Activity
Where the word "only" appears in a line of the entries below, count that line and give the total alone.

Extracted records
----

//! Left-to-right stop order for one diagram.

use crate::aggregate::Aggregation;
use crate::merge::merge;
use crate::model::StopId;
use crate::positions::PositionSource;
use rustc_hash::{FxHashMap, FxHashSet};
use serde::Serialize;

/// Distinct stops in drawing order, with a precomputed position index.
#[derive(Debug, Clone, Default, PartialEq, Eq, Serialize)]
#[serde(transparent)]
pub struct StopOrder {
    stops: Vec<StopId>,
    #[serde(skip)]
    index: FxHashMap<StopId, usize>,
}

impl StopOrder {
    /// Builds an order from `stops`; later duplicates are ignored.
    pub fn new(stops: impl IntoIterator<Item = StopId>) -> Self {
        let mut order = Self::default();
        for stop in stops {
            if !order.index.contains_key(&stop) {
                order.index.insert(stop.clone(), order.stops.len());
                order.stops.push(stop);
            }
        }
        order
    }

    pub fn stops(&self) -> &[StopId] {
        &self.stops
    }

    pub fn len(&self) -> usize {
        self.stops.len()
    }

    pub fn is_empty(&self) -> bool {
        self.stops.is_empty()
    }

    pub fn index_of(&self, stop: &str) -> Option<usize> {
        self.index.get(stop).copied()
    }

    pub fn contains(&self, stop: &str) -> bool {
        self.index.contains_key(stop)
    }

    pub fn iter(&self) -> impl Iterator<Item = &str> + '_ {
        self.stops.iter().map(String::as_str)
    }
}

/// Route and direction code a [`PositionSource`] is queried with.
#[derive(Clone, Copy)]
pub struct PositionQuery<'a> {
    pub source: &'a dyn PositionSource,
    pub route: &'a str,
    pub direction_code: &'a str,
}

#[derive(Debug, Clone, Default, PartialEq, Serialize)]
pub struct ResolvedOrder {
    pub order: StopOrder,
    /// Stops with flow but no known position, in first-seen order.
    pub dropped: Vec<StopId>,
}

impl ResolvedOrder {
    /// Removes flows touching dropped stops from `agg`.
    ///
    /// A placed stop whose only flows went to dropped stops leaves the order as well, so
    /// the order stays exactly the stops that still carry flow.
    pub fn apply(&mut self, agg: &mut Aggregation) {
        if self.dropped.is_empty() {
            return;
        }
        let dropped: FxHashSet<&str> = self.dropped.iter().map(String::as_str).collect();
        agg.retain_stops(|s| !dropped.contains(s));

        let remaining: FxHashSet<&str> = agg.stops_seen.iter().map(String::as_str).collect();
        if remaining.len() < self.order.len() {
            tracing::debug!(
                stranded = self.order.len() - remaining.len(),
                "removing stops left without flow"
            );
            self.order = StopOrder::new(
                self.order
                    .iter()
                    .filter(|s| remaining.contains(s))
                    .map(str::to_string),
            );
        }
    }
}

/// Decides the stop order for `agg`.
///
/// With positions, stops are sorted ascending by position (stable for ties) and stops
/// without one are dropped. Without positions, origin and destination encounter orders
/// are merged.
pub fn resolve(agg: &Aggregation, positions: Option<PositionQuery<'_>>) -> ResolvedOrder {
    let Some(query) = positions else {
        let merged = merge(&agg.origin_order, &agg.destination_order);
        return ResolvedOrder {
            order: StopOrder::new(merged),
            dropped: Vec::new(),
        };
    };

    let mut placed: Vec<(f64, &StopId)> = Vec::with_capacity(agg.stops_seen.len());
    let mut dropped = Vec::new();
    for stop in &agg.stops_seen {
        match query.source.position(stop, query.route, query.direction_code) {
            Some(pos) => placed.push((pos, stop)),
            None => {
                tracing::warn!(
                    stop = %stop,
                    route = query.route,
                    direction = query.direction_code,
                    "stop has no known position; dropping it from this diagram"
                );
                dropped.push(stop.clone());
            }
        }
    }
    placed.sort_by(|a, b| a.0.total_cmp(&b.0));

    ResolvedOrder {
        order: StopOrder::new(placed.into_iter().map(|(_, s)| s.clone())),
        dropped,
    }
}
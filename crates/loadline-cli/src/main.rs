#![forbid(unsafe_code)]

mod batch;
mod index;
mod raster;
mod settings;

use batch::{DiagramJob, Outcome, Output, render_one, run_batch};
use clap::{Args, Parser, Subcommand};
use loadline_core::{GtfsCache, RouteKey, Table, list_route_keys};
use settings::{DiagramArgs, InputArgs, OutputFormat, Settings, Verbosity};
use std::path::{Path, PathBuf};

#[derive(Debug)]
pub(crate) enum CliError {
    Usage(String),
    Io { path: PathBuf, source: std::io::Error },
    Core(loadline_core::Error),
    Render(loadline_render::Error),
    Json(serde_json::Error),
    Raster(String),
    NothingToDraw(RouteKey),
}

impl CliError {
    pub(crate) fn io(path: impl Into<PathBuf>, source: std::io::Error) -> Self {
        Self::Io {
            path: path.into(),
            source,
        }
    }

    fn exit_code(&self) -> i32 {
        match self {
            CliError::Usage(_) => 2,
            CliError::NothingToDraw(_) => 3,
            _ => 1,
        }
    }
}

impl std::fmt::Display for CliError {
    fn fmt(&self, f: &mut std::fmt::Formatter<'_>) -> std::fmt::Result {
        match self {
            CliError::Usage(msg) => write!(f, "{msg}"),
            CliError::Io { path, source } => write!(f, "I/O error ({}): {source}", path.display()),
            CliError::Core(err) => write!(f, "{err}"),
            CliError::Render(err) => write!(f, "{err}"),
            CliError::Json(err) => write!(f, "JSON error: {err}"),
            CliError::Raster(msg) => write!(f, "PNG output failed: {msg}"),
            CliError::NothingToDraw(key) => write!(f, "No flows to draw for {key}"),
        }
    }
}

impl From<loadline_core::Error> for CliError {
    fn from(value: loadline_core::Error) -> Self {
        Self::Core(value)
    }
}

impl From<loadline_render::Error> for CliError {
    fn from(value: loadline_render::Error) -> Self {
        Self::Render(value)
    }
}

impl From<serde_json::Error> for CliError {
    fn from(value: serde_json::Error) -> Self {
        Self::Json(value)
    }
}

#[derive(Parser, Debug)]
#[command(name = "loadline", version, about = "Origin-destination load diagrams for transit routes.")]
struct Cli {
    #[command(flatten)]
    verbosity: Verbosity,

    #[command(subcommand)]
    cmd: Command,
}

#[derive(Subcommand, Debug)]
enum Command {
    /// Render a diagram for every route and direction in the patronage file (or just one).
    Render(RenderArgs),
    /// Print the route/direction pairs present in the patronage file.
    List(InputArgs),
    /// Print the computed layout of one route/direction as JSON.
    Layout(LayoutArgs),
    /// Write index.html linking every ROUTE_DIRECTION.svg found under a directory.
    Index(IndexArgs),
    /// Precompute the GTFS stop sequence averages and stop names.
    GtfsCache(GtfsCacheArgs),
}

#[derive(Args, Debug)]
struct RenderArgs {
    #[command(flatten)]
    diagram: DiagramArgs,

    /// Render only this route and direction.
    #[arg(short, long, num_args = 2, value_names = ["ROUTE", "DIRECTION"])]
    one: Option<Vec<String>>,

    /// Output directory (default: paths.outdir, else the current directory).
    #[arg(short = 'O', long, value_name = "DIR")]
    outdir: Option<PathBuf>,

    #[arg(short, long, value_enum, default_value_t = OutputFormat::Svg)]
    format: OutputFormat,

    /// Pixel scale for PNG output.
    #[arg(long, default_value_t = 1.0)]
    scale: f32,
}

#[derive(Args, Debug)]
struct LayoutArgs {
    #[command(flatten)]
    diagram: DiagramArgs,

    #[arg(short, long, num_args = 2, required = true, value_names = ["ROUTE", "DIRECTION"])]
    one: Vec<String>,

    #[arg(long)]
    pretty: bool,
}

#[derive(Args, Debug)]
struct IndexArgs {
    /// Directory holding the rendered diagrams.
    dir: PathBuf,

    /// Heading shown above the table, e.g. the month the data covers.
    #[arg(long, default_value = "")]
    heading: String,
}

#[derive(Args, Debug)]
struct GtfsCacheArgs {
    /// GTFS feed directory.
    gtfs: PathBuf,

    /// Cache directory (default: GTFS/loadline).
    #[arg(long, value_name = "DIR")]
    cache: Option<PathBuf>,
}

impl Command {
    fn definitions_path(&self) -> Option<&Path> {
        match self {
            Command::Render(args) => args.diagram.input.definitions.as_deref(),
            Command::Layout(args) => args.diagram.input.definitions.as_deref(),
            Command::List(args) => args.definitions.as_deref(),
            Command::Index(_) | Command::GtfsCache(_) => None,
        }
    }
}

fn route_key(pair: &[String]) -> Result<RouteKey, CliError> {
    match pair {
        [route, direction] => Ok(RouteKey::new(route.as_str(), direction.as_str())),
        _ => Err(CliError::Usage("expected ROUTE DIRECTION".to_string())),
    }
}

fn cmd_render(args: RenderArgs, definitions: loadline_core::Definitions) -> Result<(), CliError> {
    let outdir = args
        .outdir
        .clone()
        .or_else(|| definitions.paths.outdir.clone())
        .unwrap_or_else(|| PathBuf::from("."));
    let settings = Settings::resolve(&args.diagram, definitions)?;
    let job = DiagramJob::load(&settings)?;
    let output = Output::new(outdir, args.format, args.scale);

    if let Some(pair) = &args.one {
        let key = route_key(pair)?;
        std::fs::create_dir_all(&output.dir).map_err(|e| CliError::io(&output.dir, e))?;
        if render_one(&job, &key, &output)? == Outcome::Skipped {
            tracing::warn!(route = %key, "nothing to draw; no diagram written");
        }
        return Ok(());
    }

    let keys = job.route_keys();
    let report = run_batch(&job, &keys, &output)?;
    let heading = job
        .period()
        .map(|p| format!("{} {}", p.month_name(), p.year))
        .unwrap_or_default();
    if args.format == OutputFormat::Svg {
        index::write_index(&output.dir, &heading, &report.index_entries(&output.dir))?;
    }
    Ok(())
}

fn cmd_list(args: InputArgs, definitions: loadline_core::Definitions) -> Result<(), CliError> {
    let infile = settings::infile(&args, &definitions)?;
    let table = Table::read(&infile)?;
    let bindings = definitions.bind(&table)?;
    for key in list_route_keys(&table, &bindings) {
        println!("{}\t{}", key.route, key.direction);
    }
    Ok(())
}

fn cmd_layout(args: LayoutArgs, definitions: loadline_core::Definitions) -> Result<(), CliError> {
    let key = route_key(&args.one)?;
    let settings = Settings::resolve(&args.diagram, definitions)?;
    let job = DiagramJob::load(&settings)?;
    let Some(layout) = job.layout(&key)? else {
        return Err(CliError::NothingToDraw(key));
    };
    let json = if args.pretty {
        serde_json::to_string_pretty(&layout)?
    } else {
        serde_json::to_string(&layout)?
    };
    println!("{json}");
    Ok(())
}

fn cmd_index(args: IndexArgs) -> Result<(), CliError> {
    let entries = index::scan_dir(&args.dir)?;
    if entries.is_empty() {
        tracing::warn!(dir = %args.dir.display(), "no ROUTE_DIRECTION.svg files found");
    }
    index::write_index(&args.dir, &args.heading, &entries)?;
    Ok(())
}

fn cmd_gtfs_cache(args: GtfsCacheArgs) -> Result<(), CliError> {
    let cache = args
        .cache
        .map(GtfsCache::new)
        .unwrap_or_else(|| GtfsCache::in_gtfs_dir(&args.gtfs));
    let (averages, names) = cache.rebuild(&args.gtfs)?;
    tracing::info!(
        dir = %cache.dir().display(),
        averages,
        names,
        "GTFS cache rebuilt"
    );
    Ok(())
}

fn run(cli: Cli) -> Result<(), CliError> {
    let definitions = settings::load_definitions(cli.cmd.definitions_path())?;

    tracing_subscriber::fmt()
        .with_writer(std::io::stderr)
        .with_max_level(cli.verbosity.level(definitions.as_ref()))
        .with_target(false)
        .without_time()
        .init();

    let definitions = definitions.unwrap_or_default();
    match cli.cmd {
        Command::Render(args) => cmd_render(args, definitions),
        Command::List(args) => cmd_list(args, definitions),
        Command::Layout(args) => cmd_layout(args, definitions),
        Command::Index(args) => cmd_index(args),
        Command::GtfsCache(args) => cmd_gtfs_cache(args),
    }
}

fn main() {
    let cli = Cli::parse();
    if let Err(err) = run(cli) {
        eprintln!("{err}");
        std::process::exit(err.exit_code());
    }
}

----

Your response
2